Just when you thought that set of flamingo-themed flatware was a questionable enough buy on eBay, your business might be even more risky: the seller could be a Miami lawyer.
Mike Steadman paid $44 for a "working" time clock for his small Cape Canaveral welding business in November 2008, but it didn't work -- and now he's out $7,000 in legal fees, without representation, and still facing a pending $15,000 defamation lawsuit from seller Elliot Miller, an attorney living in a $3 million dollar waterfront home on Miami Beach.
Perhaps he should have purchased a stone and a slingshot. "I made the mistake of leaving my honest opinion online," Steadman told Florida Today of checking "negative" in the feedback section eBay asks all buyers to complete at the end of a transaction. "The comments are there to let other buyers know who they're dealing with. [But] because I don't have the money to fight them, I'm losing. It's not right. I'm speechless."
Steadman says when he received the clock, it didn't run, stamp time cards, or work with the accompanying set of keys as advertised. "When I opened the box it was in 3 pieces [from three separate models] that didn't even fit."
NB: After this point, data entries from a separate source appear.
//! Negotiation properties.
//!
//! Factories take an opaque key/value map and pass it through verbatim; only
//! the mechanism implementations at the bottom of a factory chain give the
//! entries meaning. The well-known keys below mirror the conventional SASL
//! policy properties.

use std::collections::HashMap;

/// Opaque configuration map handed through the factory chain.
pub type Properties = HashMap<String, serde_json::Value>;

/// Property key: forbid mechanisms that transmit credentials in cleartext.
pub const POLICY_NOPLAINTEXT: &str = "sasl.policy.noplaintext";

/// Property key: forbid mechanisms that accept anonymous logins.
pub const POLICY_NOANONYMOUS: &str = "sasl.policy.noanonymous";

/// Property key: require mechanisms that support forward secrecy.
pub const POLICY_FORWARD_SECRECY: &str = "sasl.policy.forward";

/// Property key: maximum receive buffer size in bytes.
pub const MAX_BUFFER: &str = "sasl.max.buffer";

// ─────────────────────────────────────────────────────────────────────────────
// Tests
// ─────────────────────────────────────────────────────────────────────────────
Miller refused to grant a refund, so Steadman filed a complaint with PayPal's buyer protection plan and eventually got his $44 back. But the bad taste lingered. "Bad seller," he wrote in an effort to warn other buyers about EMiller1313. "Like a used car salesman." Unfortuantely for Steadman, Miller is just a tad uptight about feedback. He filed a lawsuit in Miami-Dade court last February, claiming that the single comment lowered his perfect 100 percent positive feedback rate to just 98.6% -- thereby "seriously harming" his "commercial reputation."
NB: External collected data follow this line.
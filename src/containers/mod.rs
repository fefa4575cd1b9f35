//! Extension section for foreign content kept inside fixtures.
//!
//! ```text
//! Section := (absent) | u8 flag_count, u8 flags, [EquipSection], [ItemFrames]
//! EquipSection := 3 x (u16 count, count x (u16 slot, string pack, string name)),
//!                 (i32 x, i32 y, u8 category, u16 slot)*, i32 -1
//! ItemFrames := i32 count, count x (i32 fixture_id, payload)
//! ```

pub mod equip;
pub mod item_frame;

pub use crate::content::EquipCategory;
pub use equip::{strip_foreign_equips, vanilla_frame_x, EquipRemap, EquipSection, MannequinEntry};
pub use item_frame::{ItemFrames, ItemSerializer};

use bitflags::bitflags;

use crate::codec::{BinaryReader, BinaryWriter};
use crate::content::ContentRegistry;
use crate::error::Result;
use crate::world::Grid;

bitflags! {
    /// Which parts follow the flags byte
    #[derive(Debug, Clone, Copy, PartialEq, Eq)]
    pub struct ContainerFlags: u8 {
        const EQUIP = 0x01;
        const ITEM_FRAMES = 0x02;
    }
}

/// Encode foreign mannequin slots and framed items, or `None` if there are none
pub fn write_containers<G, R, S>(
    grid: &G,
    registry: &R,
    frames: &ItemFrames<S::Item>,
    serializer: &S,
) -> Result<Option<Vec<u8>>>
where
    G: Grid,
    R: ContentRegistry,
    S: ItemSerializer,
{
    let equips = EquipSection::collect(grid, registry);
    let items = frames.to_save(serializer);

    let mut flags = ContainerFlags::empty();
    flags.set(ContainerFlags::EQUIP, !equips.is_empty());
    flags.set(ContainerFlags::ITEM_FRAMES, !items.is_empty());
    if flags.is_empty() {
        tracing::debug!("no foreign fixtures, section omitted");
        return Ok(None);
    }

    let mut writer = BinaryWriter::new();
    writer.write_u8(1);
    writer.write_u8(flags.bits());
    if flags.contains(ContainerFlags::EQUIP) {
        equips.write(&mut writer, registry)?;
    }
    if flags.contains(ContainerFlags::ITEM_FRAMES) {
        item_frame::write_items(&mut writer, &items, serializer);
    }

    tracing::debug!(
        mannequins = equips.entries().len(),
        items = items.len(),
        bytes = writer.len(),
        "container section written"
    );
    Ok(Some(writer.into_vec()))
}

/// Decode a section written by [`write_containers`].
///
/// Run after the host has restored its own tiles and fixtures: mannequin slots are
/// added onto existing frames and items go into fixtures already in `frames`.
pub fn read_containers<G, R, S>(
    reader: &mut BinaryReader,
    grid: &mut G,
    registry: &R,
    frames: &mut ItemFrames<S::Item>,
    serializer: &S,
) -> Result<()>
where
    G: Grid,
    R: ContentRegistry,
    S: ItemSerializer,
{
    let flag_count = reader.read_u8()?;
    let flag_bytes = reader.read_bytes(usize::from(flag_count))?;
    let flags = flag_bytes
        .first()
        .map_or(ContainerFlags::empty(), |&b| ContainerFlags::from_bits_truncate(b));

    let mut mannequins = 0;
    if flags.contains(ContainerFlags::EQUIP) {
        let remap = EquipRemap::read(reader, registry)?;
        mannequins = equip::read_positions(reader, grid, registry, &remap)?;
    }
    let mut items = 0;
    if flags.contains(ContainerFlags::ITEM_FRAMES) {
        items = item_frame::read_items(reader, frames, serializer)?;
    }

    tracing::info!(mannequins, items, "container section loaded");
    Ok(())
}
Seriously seriously? Apparently so: Miller wants $15,000 in damages from Steadman, whose lawyer quit last week when funds from a second mortgage on his house ran out. We hereby suggest the buyer who left the only other negative comment -- "Seller suggested we unload obviously broke unit on another unspecting buyer" -- start dodging process servers.
Ok, malicious persecution
Gut!!
Wenn ist das Nunstruck git und Slotermeyer? Ja!... Beiherhund das Oder die Flipperwaldt gersput!
That is your right, but it is completely unfair to the vast majority of sellers. I have a 100% rating, but I had a buyer mark me down on the detailed mark area when he received a CD without shrink wrap - even though my listing SPECIFIED it was without shrink wrap. "Oh, I guess I didn't read that part." Duh! My Amazon rating was dropped by one buyer leaving a neutral rating with the comment "Satisfactory". WTF? I wrote (politely) to ask if there had been a problem with his order and he never answered. If a seller has a 98% rating it's usually (not always) because he had the misfortune to have a buyer who was unreasonable - and sellers are no longer even ALLOWED to leave bad feedback for a buyer.
I noticed they removed this "funding" option a while back. Lot's of folks opting to have the card issuer reverse charges.
The work around is to insist your seller send an invoice. Then the option to pay with a card reappears. You still have to look for it though, they don't make it an easy one.
Oh, and eBay/Paypal sucks.
Great idea ... except that eBay doesn't want to do squat, except collect their fees. eBay doesn't want to do any actual work ...
Sounds like a business opportunity for their competition.
I just bought a photograph yesterday and paid via PayPal funded by my credit card. It’s still there, but you have to select your funding choice each time.
They don’t make it easy, but you can pay with credit card funding.